Nicoll nodded. “I see. I see.”…
“You would think,” said Mrs. Grappentin, “he’s building a village.”
“He gives bread to the district,” Hilmer replied. “Wenn die Koenige baun, haben die Kaerrner zu tun.–When kings build, the teamsters find work, Mrs. Mother.”…
Every load that went to Abe’s place was watched and discussed; and not only in the district, in town as well. Day after day load after load went out, throughout February and March.
Mr. Diamond was enthusiastic. “That’s the way, Abe. I’ve always believed in you. Show them how to farm.”…
The brick had been hauled; and still there was wheat. To the amazement of his
men Abe gave orders to bring lumber now. He did not explain; but carload after carload of lumber was shunted on to the siding at Morley–huge timbers such as are used for frame and flooring of barns. These he piled at the north end of the yard, in front of the granaries.
The thaws came, and the flood appeared. It ran out, and everywhere farmers began to thresh. Abe fretted; he could not get help. He had to be satisfied with a small acreage of wheat. By the time Henry Topp came to operate the tractor it was too late to seed anything but barley.
Then, in the beginning of June, a string of bunk wagons came from town, drawn by Abe’s horses: little houses on wheels, one of them fitted as a cook-house.
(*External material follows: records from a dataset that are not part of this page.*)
//! State and district reference data
//!
//! The catalog is loaded once per session and never mutated afterwards. When
//! loading fails the wizard keeps working with [`RegionData::Unavailable`], in
//! which case state/district are only checked for presence.

use crate::error::ReferenceDataError;
use std::collections::BTreeMap;
use std::path::Path;

/// Reference data shipped with the binary
const BUNDLED_REGIONS: &str = include_str!("../data/regions.json");

/// Sorted mapping of state name to its sorted districts
#[derive(Debug, Clone, Default, PartialEq, Eq)]
pub struct RegionCatalog {
    regions: BTreeMap<String, Vec<String>>,
}

impl RegionCatalog {
    /// Parse a `{ "State": ["District", ...] }` document
    pub fn from_json(content: &str) -> Result<Self, ReferenceDataError> {
        let raw: BTreeMap<String, Vec<String>> = serde_json::from_str(content)?;
        if raw.is_empty() {
            return Err(ReferenceDataError::Empty);
        }

        let regions = raw
            .into_iter()
            .map(|(state, mut districts)| {
                districts.sort();
                districts.dedup();
                (state, districts)
            })
            .collect();
        Ok(Self { regions })
    }

    /// The catalog bundled with the binary
    pub fn bundled() -> Result<Self, ReferenceDataError> {
        Self::from_json(BUNDLED_REGIONS)
    }

    /// Load from a file, or the bundled catalog when no path is configured
    pub async fn load(path: Option<&Path>) -> Result<Self, ReferenceDataError> {
        let catalog = match path {
            Some(path) => {
                let content = tokio::fs::read_to_string(path).await?;
                Self::from_json(&content)?
            }
            None => Self::bundled()?,
        };
        tracing::info!("Loaded reference data for {} states", catalog.regions.len());
        Ok(catalog)
    }

    /// State names in sorted order
    pub fn states(&self) -> Vec<&str> {
        self.regions.keys().map(String::as_str).collect()
    }

    /// Districts of a state in sorted order; empty for an unknown state
    pub fn districts_of(&self, state: &str) -> &[String] {
        self.regions.get(state).map(Vec::as_slice).unwrap_or(&[])
    }

    pub fn contains_state(&self, state: &str) -> bool {
        self.regions.contains_key(state)
    }

    pub fn contains_district(&self, state: &str, district: &str) -> bool {
        self.districts_of(state).iter().any(|d| d == district)
    }
}

/// Reference data as seen by the wizard for the rest of the session
#[derive(Debug, Clone, PartialEq, Eq)]
pub enum RegionData {
    Loaded(RegionCatalog),
    /// Loading failed; the message is what the user was shown
    Unavailable(String),
}

impl Default for RegionData {
    fn default() -> Self {
        RegionData::Unavailable("States data not loaded".to_string())
    }
}

impl RegionData {
    /// Resolve the catalog, degrading to `Unavailable` on failure.
    /// The error is returned alongside so the caller can surface it.
    pub async fn resolve(path: Option<&Path>) -> (Self, Option<ReferenceDataError>) {
        match RegionCatalog::load(path).await {
            Ok(catalog) => (RegionData::Loaded(catalog), None),
            Err(e) => {
                tracing::warn!("{e}");
                (RegionData::Unavailable(e.to_string()), Some(e))
            }
        }
    }

    pub fn catalog(&self) -> Option<&RegionCatalog> {
        match self {
            RegionData::Loaded(catalog) => Some(catalog),
            RegionData::Unavailable(_) => None,
        }
    }

    pub fn is_available(&self) -> bool {
        self.catalog().is_some()
    }

    pub fn states(&self) -> Vec<&str> {
        self.catalog().map(RegionCatalog::states).unwrap_or_default()
    }

    pub fn districts_of(&self, state: &str) -> &[String] {
        self.catalog()
            .map(|c| c.districts_of(state))
            .unwrap_or(&[])
    }
}

#[cfg(test)]
mod tests {
    use super::*;
    use pretty_assertions::assert_eq;

    const SAMPLE: &str = r#"{
        "Punjab": ["Patiala", "Amritsar", "Ludhiana", "Amritsar"],
        "Haryana": ["Karnal", "Ambala"]
    }"#;

    #[test]
    fn test_states_are_sorted() {
        let catalog = RegionCatalog::from_json(SAMPLE).unwrap();
        assert_eq!(catalog.states(), vec!["Haryana", "Punjab"]);
    }

    #[test]
    fn test_districts_sorted_and_deduplicated() {
        let catalog = RegionCatalog::from_json(SAMPLE).unwrap();
        assert_eq!(
            catalog.districts_of("Punjab"),
            &["Amritsar".to_string(), "Ludhiana".to_string(), "Patiala".to_string()]
        );
        assert!(catalog.districts_of("Goa").is_empty());
    }

    #[test]
    fn test_membership() {
        let catalog = RegionCatalog::from_json(SAMPLE).unwrap();
        assert!(catalog.contains_state("Haryana"));
        assert!(catalog.contains_district("Haryana", "Karnal"));
        assert!(!catalog.contains_district("Punjab", "Karnal"));
    }

    #[test]
    fn test_empty_catalog_is_an_error() {
        assert!(matches!(
            RegionCatalog::from_json("{}"),
            Err(ReferenceDataError::Empty)
        ));
    }

    #[test]
    fn test_bundled_catalog_parses() {
        let catalog = RegionCatalog::bundled().unwrap();
        assert!(catalog.contains_district("Punjab", "Ludhiana"));
    }

    #[tokio::test]
    async fn test_resolve_missing_file_degrades() {
        let (data, err) = RegionData::resolve(Some(Path::new("/nonexistent/regions.json"))).await;
        assert!(!data.is_available());
        assert!(data.states().is_empty());
        assert!(matches!(err, Some(ReferenceDataError::Io(_))));
    }

    #[tokio::test]
    async fn test_resolve_from_file() {
        let dir = tempfile::tempdir().unwrap();
        let path = dir.path().join("regions.json");
        std::fs::write(&path, SAMPLE).unwrap();

        let (data, err) = RegionData::resolve(Some(&path)).await;
        assert!(err.is_none());
        assert_eq!(data.districts_of("Haryana").len(), 2);
    }
}
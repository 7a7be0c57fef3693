//! Bundled option lists for enumerated fields

pub const LANGUAGES: &[&str] = &[
    "Hindi", "English", "Punjabi", "Marathi", "Gujarati", "Bengali", "Tamil", "Telugu", "Kannada",
];

pub const SOIL_TYPES: &[&str] = &[
    "Alluvial", "Black", "Red", "Laterite", "Arid", "Loamy", "Clay", "Sandy",
];

pub const CROPS: &[&str] = &[
    "Rice", "Wheat", "Maize", "Sugarcane", "Cotton", "Mustard", "Barley", "Pulses",
];

pub const BUSINESS_TYPES: &[&str] = &[
    "Biomass Power Plant",
    "Paper & Pulp",
    "Biofuel / Ethanol",
    "Packaging",
    "Compost & Fertilizer",
    "Animal Feed",
    "Other",
];

pub const STUBBLE_TYPES: &[&str] = &[
    "Paddy Straw", "Wheat Straw", "Maize Stalks", "Sugarcane Trash", "Cotton Stalks",
];
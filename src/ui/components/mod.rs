//! Reusable UI components

mod button;
mod dialog;

pub use button::{render_button, BUTTON_HEIGHT};
pub use dialog::{render_confirm_dialog, render_error_dialog};
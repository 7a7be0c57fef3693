//! Form state management and form structs

use super::farmer::FarmerWizard;
use super::field::FormField;
use super::manufacturer::ManufacturerWizard;
use super::validators::*;
use super::wizard::Wizard;
use crate::regions::RegionData;
use crate::state::Role;

/// Trait for common form operations
pub trait Form {
    fn field_count(&self) -> usize;
    fn active_field(&self) -> usize;
    fn set_active_field(&mut self, index: usize);
    fn next_field(&mut self) {
        let count = self.field_count();
        let current = self.active_field();
        self.touch_active();
        self.set_active_field((current + 1) % count);
    }
    fn prev_field(&mut self) {
        let count = self.field_count();
        let current = self.active_field();
        self.touch_active();
        if current == 0 {
            self.set_active_field(count - 1);
        } else {
            self.set_active_field(current - 1);
        }
    }
    fn touch_active(&mut self) {
        self.get_active_field_mut().touched = true;
    }
    fn get_active_field_mut(&mut self) -> &mut FormField;
    fn get_field(&self, index: usize) -> Option<&FormField>;
}

/// The wizard currently mounted, if any
#[derive(Debug, Clone)]
pub enum WizardState {
    Farmer(FarmerWizard),
    Manufacturer(ManufacturerWizard),
}

impl WizardState {
    pub fn for_role(role: Role, regions: &RegionData) -> Self {
        match role {
            Role::Farmer => WizardState::Farmer(FarmerWizard::new(regions)),
            Role::Manufacturer => WizardState::Manufacturer(ManufacturerWizard::new(regions)),
        }
    }

    pub fn wizard(&self) -> &dyn Wizard {
        match self {
            WizardState::Farmer(w) => w,
            WizardState::Manufacturer(w) => w,
        }
    }

    pub fn wizard_mut(&mut self) -> &mut dyn Wizard {
        match self {
            WizardState::Farmer(w) => w,
            WizardState::Manufacturer(w) => w,
        }
    }
}

/// Which of the auth screens is showing
#[derive(Debug, Clone, Copy, PartialEq, Eq, Default)]
pub enum AuthMode {
    #[default]
    Login,
    Signup,
    Reset,
}

impl AuthMode {
    pub fn title(&self) -> &'static str {
        match self {
            Self::Login => "Login",
            Self::Signup => "Sign Up",
            Self::Reset => "Reset Password",
        }
    }
}

// Auth Form
#[derive(Debug, Clone)]
pub struct AuthForm {
    pub mode: AuthMode,
    pub role: Role,
    pub name: FormField,
    pub email: FormField,
    pub password: FormField,
    pub confirm: FormField,
    pub active_field_index: usize,
    /// Reveal every message after a submit attempt
    pub attempted: bool,
    pub submitting: bool,
}

impl AuthForm {
    pub fn new(role: Role) -> Self {
        Self {
            mode: AuthMode::Login,
            role,
            name: FormField::text("name", "Full Name"),
            email: FormField::text("email", "Email"),
            password: FormField::text("password", "Password").masked(),
            confirm: FormField::text("confirm", "Confirm Password").masked(),
            active_field_index: 0,
            attempted: false,
            submitting: false,
        }
    }

    /// Switch screens, keeping the email but dropping secrets
    pub fn set_mode(&mut self, mode: AuthMode) {
        self.mode = mode;
        self.password.clear();
        self.confirm.clear();
        self.name.touched = false;
        self.email.touched = false;
        self.active_field_index = 0;
        self.attempted = false;
    }

    pub fn toggle_role(&mut self) {
        self.role = self.role.other();
    }

    /// Fields shown on the current screen
    fn field_names(&self) -> &'static [&'static str] {
        match self.mode {
            AuthMode::Login => &["email", "password"],
            AuthMode::Signup => &["name", "email", "password", "confirm"],
            AuthMode::Reset => &["email"],
        }
    }

    fn by_name(&self, name: &str) -> &FormField {
        match name {
            "name" => &self.name,
            "password" => &self.password,
            "confirm" => &self.confirm,
            _ => &self.email,
        }
    }

    /// Validate one field for the current screen
    pub fn check(&self, name: &str) -> FieldCheck {
        let value = self.by_name(name).as_text();
        match (self.mode, name) {
            (_, "email") => validate_email(value),
            (AuthMode::Signup, "name") => validate_signup_name(value),
            (AuthMode::Signup, "password") => validate_signup_password(value),
            (AuthMode::Signup, "confirm") => {
                validate_confirm_password(self.password.as_text(), value)
            }
            (_, "password") => validate_login_password(value),
            _ => FieldCheck::ok(),
        }
    }

    /// Every visible field's check, in screen order
    pub fn checks(&self) -> Vec<(String, FieldCheck)> {
        self.field_names()
            .iter()
            .map(|name| (name.to_string(), self.check(name)))
            .collect()
    }

    pub fn is_valid(&self) -> bool {
        self.checks().iter().all(|(_, check)| check.valid)
    }

    /// First failing message, used as the flow's error
    pub fn first_error(&self) -> Option<String> {
        self.checks()
            .into_iter()
            .find(|(_, check)| !check.valid)
            .map(|(_, check)| check.message)
    }

    /// Feedback to render under a field, positive messages included
    pub fn visible_check(&self, name: &str) -> Option<FieldCheck> {
        let field = self.by_name(name);
        if !(self.attempted || field.touched) {
            return None;
        }
        let check = self.check(name);
        (!check.message.is_empty()).then_some(check)
    }
}

impl Default for AuthForm {
    fn default() -> Self {
        Self::new(Role::default())
    }
}

impl Form for AuthForm {
    fn field_count(&self) -> usize {
        self.field_names().len()
    }
    fn active_field(&self) -> usize {
        self.active_field_index
    }
    fn set_active_field(&mut self, index: usize) {
        self.active_field_index = index.min(self.field_count() - 1);
    }
    fn get_active_field_mut(&mut self) -> &mut FormField {
        match self.field_names().get(self.active_field_index).copied() {
            Some("name") => &mut self.name,
            Some("password") => &mut self.password,
            Some("confirm") => &mut self.confirm,
            _ => &mut self.email,
        }
    }
    fn get_field(&self, index: usize) -> Option<&FormField> {
        self.field_names()
            .get(index)
            .map(|name| self.by_name(name))
    }
}

// Contact Form
#[derive(Debug, Clone)]
pub struct ContactForm {
    pub name: FormField,
    pub email: FormField,
    pub message: FormField,
    pub active_field_index: usize,
    pub attempted: bool,
    pub submitting: bool,
}

impl ContactForm {
    pub fn new() -> Self {
        Self {
            name: FormField::text("name", "Your Name"),
            email: FormField::text("email", "Your Email"),
            message: FormField::text("message", "Message"),
            active_field_index: 0,
            attempted: false,
            submitting: false,
        }
    }

    pub fn check(&self, index: usize) -> FieldCheck {
        match index {
            0 => validate_required(self.name.as_text(), "Name is required"),
            1 => validate_email(self.email.as_text()),
            _ => validate_required(self.message.as_text(), "Message is required"),
        }
    }

    pub fn is_valid(&self) -> bool {
        (0..self.field_count()).all(|i| self.check(i).valid)
    }

    pub fn first_error(&self) -> Option<String> {
        (0..self.field_count())
            .map(|i| self.check(i))
            .find(|check| !check.valid)
            .map(|check| check.message)
    }

    pub fn visible_error(&self, index: usize) -> Option<String> {
        let field = self.get_field(index)?;
        if !(self.attempted || field.touched) {
            return None;
        }
        let check = self.check(index);
        (!check.valid).then_some(check.message)
    }

    /// Clear every field after a successful send
    pub fn reset(&mut self) {
        *self = Self::new();
    }
}

impl Default for ContactForm {
    fn default() -> Self {
        Self::new()
    }
}

impl Form for ContactForm {
    fn field_count(&self) -> usize {
        3
    }
    fn active_field(&self) -> usize {
        self.active_field_index
    }
    fn set_active_field(&mut self, index: usize) {
        self.active_field_index = index.min(2);
    }
    fn get_active_field_mut(&mut self) -> &mut FormField {
        match self.active_field_index {
            0 => &mut self.name,
            1 => &mut self.email,
            _ => &mut self.message,
        }
    }
    fn get_field(&self, index: usize) -> Option<&FormField> {
        match index {
            0 => Some(&self.name),
            1 => Some(&self.email),
            2 => Some(&self.message),
            _ => None,
        }
    }
}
Other things followed: an excavating machine with a steam engine; a concrete mixer; many things. All were put just inside the wind-break: a regular village with all sorts of shops.
Abe had to be everywhere: in the field where the spring work was still going on: in the yard where the exact location of the great house depended on his say-so. It was more than he could do. Often the foreman directing the work came out to the field; or he waited for Abe late at night to discuss this or that. The crew, forty-odd men, consisted almost entirely of “foreigners”–men willing to work, pleasant, obliging; but rough and wild-looking not a few of them were.
And the children had to be kept within bounds; there was danger among the machines where chains dangled and derricks swung while horses struggled with their loads of wet earth to be dumped on the trail past Horanski’s. Would that trail be mud, mud for ever after?
Yet when Abe, years hence, looked back on this summer of 1913, it seemed as if never in his life had he been happier than at that time. When the foreman asked a question, on Abe’s answer depended something akin to creation: for decades or centuries that spot of his yard would present itself to the world as he willed it.
Then, excavations being finished on the sites of both house and barn, the scene cleared itself up; and concrete was poured into moulds. This was the most important part of the work; there must be no water in cellar, engine room, and manure pit. Pitch was enclosed between two layers of concrete to make the foundations waterproof.